__WHAT THE EXERCISE ASKS__.
From the entries, copy out every line in which the word "NotAttached" is found.

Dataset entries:
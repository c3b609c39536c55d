// SPDX-License-Identifier: GPL-3.0-only

//! Capture pipeline ownership
//!
//! A pipeline is one capture session with its input and metadata output.
//! The session sits behind a mutex together with the ticket it may run
//! under; the controller bumps that ticket whenever it stops the session, so
//! a start job queued earlier finds a stale ticket and does nothing.

use super::state::ControllerEvent;
use crate::backends::{
    BackendError, CameraDevice, CapturePlatform, CaptureSession, MetadataObject, SymbolSet,
};
use crate::errors::UnsupportedReason;
use std::sync::atomic::{AtomicU64, Ordering};
use std::sync::{Arc, Mutex, MutexGuard};
use tokio::sync::mpsc::UnboundedSender;
use tracing::{debug, info, trace};

/// Handle given to a metadata output for reporting decoded frames
///
/// Cheap to clone and safe to call from any thread. It only enqueues the
/// batch, stamped with the ticket of the current start; filtering happens on
/// the controller's side.
#[derive(Debug, Clone)]
pub struct MetadataDelegate {
    pipeline: u64,
    live_ticket: Arc<AtomicU64>,
    events: UnboundedSender<ControllerEvent>,
}

impl MetadataDelegate {
    pub(crate) fn new(
        pipeline: u64,
        live_ticket: Arc<AtomicU64>,
        events: UnboundedSender<ControllerEvent>,
    ) -> Self {
        Self {
            pipeline,
            live_ticket,
            events,
        }
    }

    /// Report the metadata objects found in one frame
    pub fn metadata_output(&self, objects: Vec<MetadataObject>) {
        let event = ControllerEvent::Metadata {
            pipeline: self.pipeline,
            ticket: self.live_ticket.load(Ordering::Acquire),
            objects,
        };
        if self.events.send(event).is_err() {
            trace!(pipeline = self.pipeline, "Controller gone, dropping metadata");
        }
    }

    pub fn pipeline_id(&self) -> u64 {
        self.pipeline
    }
}

/// Handle given to a capture session for confirming that it started
#[derive(Debug, Clone)]
pub struct SessionObserver {
    events: UnboundedSender<ControllerEvent>,
    live_ticket: Arc<AtomicU64>,
}

impl SessionObserver {
    pub(crate) fn new(
        events: UnboundedSender<ControllerEvent>,
        live_ticket: Arc<AtomicU64>,
    ) -> Self {
        Self { events, live_ticket }
    }

    /// Confirm that the most recent `start_running` took effect
    pub fn did_start_running(&self) {
        let ticket = self.live_ticket.load(Ordering::Acquire);
        if self
            .events
            .send(ControllerEvent::SessionStarted { ticket })
            .is_err()
        {
            trace!(ticket, "Controller gone, dropping start confirmation");
        }
    }

    /// Report that a running session stopped without a stop request
    pub fn was_interrupted(&self, error: BackendError) {
        let ticket = self.live_ticket.load(Ordering::Acquire);
        if self
            .events
            .send(ControllerEvent::Interrupted { ticket, error })
            .is_err()
        {
            trace!(ticket, "Controller gone, dropping interruption");
        }
    }
}

/// The session and the ticket it may start under
pub(crate) struct PipelineSlot {
    pub session: Box<dyn CaptureSession>,
    pub ticket: u64,
}

pub(crate) fn lock_slot(slot: &Mutex<PipelineSlot>) -> MutexGuard<'_, PipelineSlot> {
    slot.lock().unwrap_or_else(|e| e.into_inner())
}

/// A fully built capture pipeline
pub(crate) struct Pipeline {
    pub id: u64,
    pub device: CameraDevice,
    pub slot: Arc<Mutex<PipelineSlot>>,
    /// Ticket of the most recent start, read by the session observer
    pub live_ticket: Arc<AtomicU64>,
}

impl Pipeline {
    /// Build a pipeline: device, input, session, metadata output
    ///
    /// Any refusal aborts the build; nothing partial is kept.
    pub fn build(
        platform: &dyn CapturePlatform,
        id: u64,
        symbol_types: &SymbolSet,
        events: &UnboundedSender<ControllerEvent>,
    ) -> Result<Self, UnsupportedReason> {
        let device = platform
            .default_video_device()
            .ok_or(UnsupportedReason::NoVideoDevice)?;
        debug!(pipeline = id, device = %device.name, path = %device.path, "Using capture device");

        let input = platform
            .open_input(&device)
            .map_err(|e| UnsupportedReason::InputRejected(e.to_string()))?;

        let live_ticket = Arc::new(AtomicU64::new(0));
        let mut session =
            platform.create_session(SessionObserver::new(events.clone(), Arc::clone(&live_ticket)));

        if !session.can_add_input(input.as_ref()) {
            return Err(UnsupportedReason::InputRejected(format!(
                "session refused input {}",
                device.path
            )));
        }
        session.add_input(input);

        if !session.can_add_metadata_output() {
            return Err(UnsupportedReason::OutputRejected);
        }

        // Only request what the platform decoder can actually report
        let available = platform.available_symbol_types();
        let requested: SymbolSet = symbol_types.intersection(&available).copied().collect();
        if requested.len() < symbol_types.len() {
            debug!(
                pipeline = id,
                dropped = symbol_types.len() - requested.len(),
                "Platform cannot decode some requested symbol types"
            );
        }
        let delegate = MetadataDelegate::new(id, Arc::clone(&live_ticket), events.clone());
        session.add_metadata_output(&requested, delegate);

        info!(pipeline = id, backend = platform.name(), "Capture pipeline built");

        Ok(Self {
            id,
            device,
            slot: Arc::new(Mutex::new(PipelineSlot { session, ticket: 0 })),
            live_ticket,
        })
    }

    /// Stop the session and invalidate queued starts
    ///
    /// Synchronous: once this returns no start job can run under an older
    /// ticket and the session delivers no more frames.
    pub fn stop(&self, ticket: u64) {
        let mut slot = lock_slot(&self.slot);
        slot.ticket = ticket;
        if slot.session.is_running() {
            slot.session.stop_running();
            info!(pipeline = self.id, "Capture session stopped");
        }
    }

    /// Allow starting under `ticket`
    pub fn arm(&self, ticket: u64) {
        lock_slot(&self.slot).ticket = ticket;
    }

    pub fn is_running(&self) -> bool {
        lock_slot(&self.slot).session.is_running()
    }
}
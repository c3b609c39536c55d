// SPDX-License-Identifier: GPL-3.0-only

//! Background worker for slow session calls
//!
//! Starting a capture session can block for a long time, so the controller
//! hands start jobs to a dedicated thread. Jobs run strictly in submission
//! order. Stopping is never queued here; it happens synchronously on the
//! caller's thread.

use std::sync::mpsc;
use std::thread::{self, JoinHandle};
use tracing::{debug, warn};

type Job = Box<dyn FnOnce() + Send + 'static>;

pub(crate) struct SessionWorker {
    sender: Option<mpsc::Sender<Job>>,
    handle: Option<JoinHandle<()>>,
    name: String,
}

impl SessionWorker {
    /// Spawn the worker thread
    pub fn spawn(name: &str) -> std::io::Result<Self> {
        let (sender, receiver) = mpsc::channel::<Job>();
        let thread_name = name.to_string();

        let handle = thread::Builder::new().name(name.to_string()).spawn(move || {
            debug!(name = %thread_name, "Session worker started");
            while let Ok(job) = receiver.recv() {
                job();
            }
            debug!(name = %thread_name, "Session worker exiting");
        })?;

        Ok(Self {
            sender: Some(sender),
            handle: Some(handle),
            name: name.to_string(),
        })
    }

    /// Queue a job; returns false if the worker is gone
    pub fn dispatch(&self, job: impl FnOnce() + Send + 'static) -> bool {
        match &self.sender {
            Some(sender) => sender.send(Box::new(job)).is_ok(),
            None => false,
        }
    }
}

impl Drop for SessionWorker {
    fn drop(&mut self) {
        // Closing the channel ends the receive loop once queued jobs drain
        self.sender.take();
        if let Some(handle) = self.handle.take()
            && handle.join().is_err()
        {
            warn!(name = %self.name, "Session worker panicked");
        }
    }
}
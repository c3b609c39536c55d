// SPDX-License-Identifier: GPL-3.0-only

use clap::{Parser, Subcommand};
use codescanner::backends::SymbolType;
use codescanner::i18n;
use std::path::PathBuf;

mod cli;

#[derive(Parser)]
#[command(name = "codescanner")]
#[command(about = "Scan barcodes and QR codes from a camera or images")]
#[command(version = env!("GIT_VERSION"))]
struct Cli {
    /// Configuration file (default: ~/.config/codescanner/config.json)
    #[arg(short, long, global = true)]
    config: Option<PathBuf>,

    #[command(subcommand)]
    command: Commands,
}

#[derive(Subcommand)]
enum Commands {
    /// List available capture devices
    List,

    /// Scan codes from a camera, or from images played back as frames
    Scan {
        /// Capture device path (e.g. /dev/video0)
        #[arg(short, long)]
        device: Option<String>,

        /// Accepted symbol types, comma separated (e.g. qr,ean13)
        #[arg(short, long, value_delimiter = ',')]
        types: Option<Vec<SymbolType>>,

        /// Stop after the first accepted code
        #[arg(long)]
        one_shot: bool,

        /// Print results as JSON lines
        #[arg(long)]
        json: bool,

        /// Image files to use instead of a camera
        #[arg(long, num_args = 1..)]
        images: Vec<PathBuf>,
    },

    /// Decode codes in still images
    Decode {
        /// Image files
        #[arg(required = true)]
        images: Vec<PathBuf>,

        /// Print results as JSON lines
        #[arg(long)]
        json: bool,
    },

    /// Write a default configuration file
    InitConfig {
        /// Overwrite an existing file
        #[arg(short, long)]
        force: bool,
    },
}

fn main() -> Result<(), Box<dyn std::error::Error>> {
    // Initialize logging
    // Set RUST_LOG environment variable to control log level
    // Examples: RUST_LOG=debug, RUST_LOG=codescanner=debug, RUST_LOG=info
    tracing_subscriber::fmt()
        .with_env_filter(
            tracing_subscriber::EnvFilter::try_from_default_env()
                .unwrap_or_else(|_| tracing_subscriber::EnvFilter::new("warn")),
        )
        .with_target(true)
        .with_level(true)
        .init();

    // Get the system's preferred languages.
    let requested_languages = i18n_embed::DesktopLanguageRequester::requested_languages();

    // Enable localizations to be applied.
    i18n::init(&requested_languages);

    let cli = Cli::parse();

    match cli.command {
        Commands::List => cli::list_devices(),
        Commands::Scan {
            device,
            types,
            one_shot,
            json,
            images,
        } => cli::scan(cli::ScanOptions {
            config_path: cli.config,
            device,
            types,
            one_shot,
            images,
            json,
        }),
        Commands::Decode { images, json } => cli::decode_images(&images, cli.config, json),
        Commands::InitConfig { force } => cli::init_config(cli.config, force),
    }
}
// SPDX-License-Identifier: MPL-2.0

//! Frame analysis for the Linux platforms
//!
//! Converts captured frames to grayscale and runs QR detection, producing
//! the metadata batches a platform hands to the session controller.

pub mod qr_detector;
pub mod types;

pub use qr_detector::QrDetector;
pub use types::{FrameRegion, GrayFrame};
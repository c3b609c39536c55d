// SPDX-License-Identifier: GPL-3.0-only

//! QR code detection
//!
//! This is the decoder the Linux platforms delegate to. Frames are
//! optionally downscaled, searched for QR grids with `rqrr`, and every
//! grid that decodes becomes a [`MetadataObject`] in detection order.

use super::types::{FrameRegion, GrayFrame};
use crate::backends::{MachineReadableCode, MetadataObject, SymbolType};
use crate::constants::detector::DEFAULT_MAX_DIMENSION;
use tracing::{debug, trace};

/// QR code detector
///
/// Optimized for real-time processing with frame downscaling.
#[derive(Debug, Clone)]
pub struct QrDetector {
    /// Maximum dimension for processing (frames are downscaled to this)
    max_dimension: u32,
}

impl Default for QrDetector {
    fn default() -> Self {
        Self::new()
    }
}

impl QrDetector {
    /// Create a new QR detector with default settings
    pub fn new() -> Self {
        Self {
            max_dimension: DEFAULT_MAX_DIMENSION,
        }
    }

    /// Create a QR detector with custom max dimension
    pub fn with_max_dimension(max_dimension: u32) -> Self {
        Self {
            max_dimension: max_dimension.max(1),
        }
    }

    /// Detect and decode QR codes in a frame
    ///
    /// Runs synchronously; callers keep it off any latency-sensitive thread.
    pub fn detect(&self, frame: &GrayFrame) -> Vec<MetadataObject> {
        let start = std::time::Instant::now();

        if frame.width == 0 || frame.height == 0 {
            return Vec::new();
        }

        let (width, height) = (frame.width, frame.height);
        let scale = if width > self.max_dimension || height > self.max_dimension {
            let max = self.max_dimension as f32;
            (width as f32 / max).max(height as f32 / max)
        } else {
            1.0
        };
        let proc_width = ((width as f32 / scale) as usize).max(1);
        let proc_height = ((height as f32 / scale) as usize).max(1);

        let mut prepared =
            rqrr::PreparedImage::prepare_from_greyscale(proc_width, proc_height, |x, y| {
                sample(frame, x, y, scale)
            });
        let grids = prepared.detect_grids();

        trace!(
            proc_width,
            proc_height,
            scale,
            grids = grids.len(),
            detection_ms = start.elapsed().as_millis(),
            "QR grid detection complete"
        );

        let mut objects = Vec::with_capacity(grids.len());
        for grid in grids {
            let content = match grid.decode() {
                Ok((_meta, content)) => content,
                Err(e) => {
                    debug!(error = ?e, "Failed to decode QR grid");
                    continue;
                }
            };

            let region = grid_region(&grid.bounds, scale, width, height);

            debug!(
                content = %content,
                x = region.x,
                y = region.y,
                width = region.width,
                height = region.height,
                "Detected QR code"
            );

            objects.push(MetadataObject::MachineReadableCode(MachineReadableCode {
                symbol_type: SymbolType::Qr,
                payload: Some(content),
                bounds: Some(region),
            }));
        }

        if !objects.is_empty() {
            debug!(
                count = objects.len(),
                total_ms = start.elapsed().as_millis(),
                "QR detection found codes"
            );
        }

        objects
    }
}

/// Nearest-neighbour sample of the source frame at processing coordinates
#[inline]
fn sample(frame: &GrayFrame, x: usize, y: usize, scale: f32) -> u8 {
    if scale == 1.0 {
        return frame.pixel(x, y);
    }
    let src_x = ((x as f32 * scale) as usize).min(frame.width as usize - 1);
    let src_y = ((y as f32 * scale) as usize).min(frame.height as usize - 1);
    frame.pixel(src_x, src_y)
}

/// Bounding box of the four grid corners in normalized frame coordinates
fn grid_region(corners: &[rqrr::Point; 4], scale: f32, width: u32, height: u32) -> FrameRegion {
    let min_x = corners.iter().map(|p| p.x).min().unwrap_or(0).max(0) as f32 * scale;
    let max_x = corners.iter().map(|p| p.x).max().unwrap_or(0).max(0) as f32 * scale;
    let min_y = corners.iter().map(|p| p.y).min().unwrap_or(0).max(0) as f32 * scale;
    let max_y = corners.iter().map(|p| p.y).max().unwrap_or(0).max(0) as f32 * scale;

    FrameRegion::from_pixels(
        min_x.min(width as f32) as u32,
        min_y.min(height as f32) as u32,
        (max_x - min_x).max(0.0) as u32,
        (max_y - min_y).max(0.0) as u32,
        width,
        height,
    )
}
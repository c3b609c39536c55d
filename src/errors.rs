// SPDX-License-Identifier: MPL-2.0

//! Error types for the scanner
//!
//! Runtime failures of a capture session never escape the controller: they
//! are converted into a terminal [`SessionState`](crate::session::SessionState)
//! plus a single observer notification, and are described here by
//! [`ScanFailure`]. Caller mistakes are returned as [`ConfigError`], and
//! [`AppError`] aggregates everything for the command-line front end.

use crate::backends::BackendError;
use std::fmt;

/// Result type alias using AppError
pub type AppResult<T> = Result<T, AppError>;

/// Result type alias for configuration operations
pub type ConfigResult<T> = Result<T, ConfigError>;

/// Terminal failure of a capture session
#[derive(Debug, Clone, PartialEq, Eq)]
pub enum ScanFailure {
    /// The device cannot scan; every hardware or pipeline refusal lands here
    Unsupported(UnsupportedReason),
    /// Camera access was refused, restricted, or declined at the prompt
    PermissionDenied,
}

/// Why scanning is unsupported
#[derive(Debug, Clone, PartialEq, Eq)]
pub enum UnsupportedReason {
    /// The device class has no rear camera
    NoRearCamera,
    /// No default video capture device
    NoVideoDevice,
    /// The device input could not be created or was rejected by the session
    InputRejected(String),
    /// The session refused the metadata output
    OutputRejected,
    /// The platform failed to start the session
    StartFailed(String),
    /// A running session stopped on its own (device lost, capture errors)
    Interrupted(String),
}

/// Caller-side configuration errors
#[derive(Debug, Clone, PartialEq, Eq)]
pub enum ConfigError {
    /// The controller has no configuration bound yet
    NotAttached,
    /// A field that is frozen once the pipeline exists was changed
    FrozenAfterBuild(&'static str),
    /// The configuration file could not be parsed
    Parse(String),
    /// The configuration file could not be read or written
    Io(String),
    /// A value given on the command line or in a file is invalid
    InvalidValue(String),
}

/// Main application error type
#[derive(Debug, Clone)]
pub enum AppError {
    /// Session failure reported by the controller
    Scan(ScanFailure),
    /// Platform backend error
    Backend(BackendError),
    /// Configuration errors
    Config(ConfigError),
    /// Generic error with message
    Other(String),
}

impl fmt::Display for ScanFailure {
    fn fmt(&self, f: &mut fmt::Formatter<'_>) -> fmt::Result {
        match self {
            ScanFailure::Unsupported(reason) => write!(f, "Scanning not supported: {}", reason),
            ScanFailure::PermissionDenied => write!(f, "Camera access denied"),
        }
    }
}

impl fmt::Display for UnsupportedReason {
    fn fmt(&self, f: &mut fmt::Formatter<'_>) -> fmt::Result {
        match self {
            UnsupportedReason::NoRearCamera => write!(f, "no rear camera"),
            UnsupportedReason::NoVideoDevice => write!(f, "no video capture device"),
            UnsupportedReason::InputRejected(msg) => write!(f, "input rejected: {}", msg),
            UnsupportedReason::OutputRejected => write!(f, "metadata output rejected"),
            UnsupportedReason::StartFailed(msg) => write!(f, "session failed to start: {}", msg),
            UnsupportedReason::Interrupted(msg) => write!(f, "session interrupted: {}", msg),
        }
    }
}

impl fmt::Display for ConfigError {
    fn fmt(&self, f: &mut fmt::Formatter<'_>) -> fmt::Result {
        match self {
            ConfigError::NotAttached => write!(f, "No configuration attached"),
            ConfigError::FrozenAfterBuild(field) => {
                write!(f, "'{}' cannot change after the capture pipeline is built", field)
            }
            ConfigError::Parse(msg) => write!(f, "Failed to parse configuration: {}", msg),
            ConfigError::Io(msg) => write!(f, "Configuration I/O error: {}", msg),
            ConfigError::InvalidValue(msg) => write!(f, "Invalid value: {}", msg),
        }
    }
}

impl fmt::Display for AppError {
    fn fmt(&self, f: &mut fmt::Formatter<'_>) -> fmt::Result {
        match self {
            AppError::Scan(e) => write!(f, "Scan error: {}", e),
            AppError::Backend(e) => write!(f, "Backend error: {}", e),
            AppError::Config(e) => write!(f, "Configuration error: {}", e),
            AppError::Other(msg) => write!(f, "{}", msg),
        }
    }
}

impl std::error::Error for ScanFailure {}
impl std::error::Error for ConfigError {}
impl std::error::Error for AppError {}

impl From<ScanFailure> for AppError {
    fn from(err: ScanFailure) -> Self {
        AppError::Scan(err)
    }
}

impl From<BackendError> for AppError {
    fn from(err: BackendError) -> Self {
        AppError::Backend(err)
    }
}

impl From<ConfigError> for AppError {
    fn from(err: ConfigError) -> Self {
        AppError::Config(err)
    }
}

impl From<String> for AppError {
    fn from(msg: String) -> Self {
        AppError::Other(msg)
    }
}

impl From<&str> for AppError {
    fn from(msg: &str) -> Self {
        AppError::Other(msg.to_string())
    }
}

impl From<std::io::Error> for ConfigError {
    fn from(err: std::io::Error) -> Self {
        ConfigError::Io(err.to_string())
    }
}

impl From<serde_json::Error> for ConfigError {
    fn from(err: serde_json::Error) -> Self {
        ConfigError::Parse(err.to_string())
    }
}

impl From<BackendError> for UnsupportedReason {
    fn from(err: BackendError) -> Self {
        match err {
            BackendError::DeviceNotFound(_) => UnsupportedReason::NoVideoDevice,
            BackendError::OutputRejected(_) => UnsupportedReason::OutputRejected,
            other => UnsupportedReason::InputRejected(other.to_string()),
        }
    }
}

__SOLUTION FOR THIS TASK__.
    NotAttached,
            ConfigError::NotAttached => write!(f, "No configuration attached"),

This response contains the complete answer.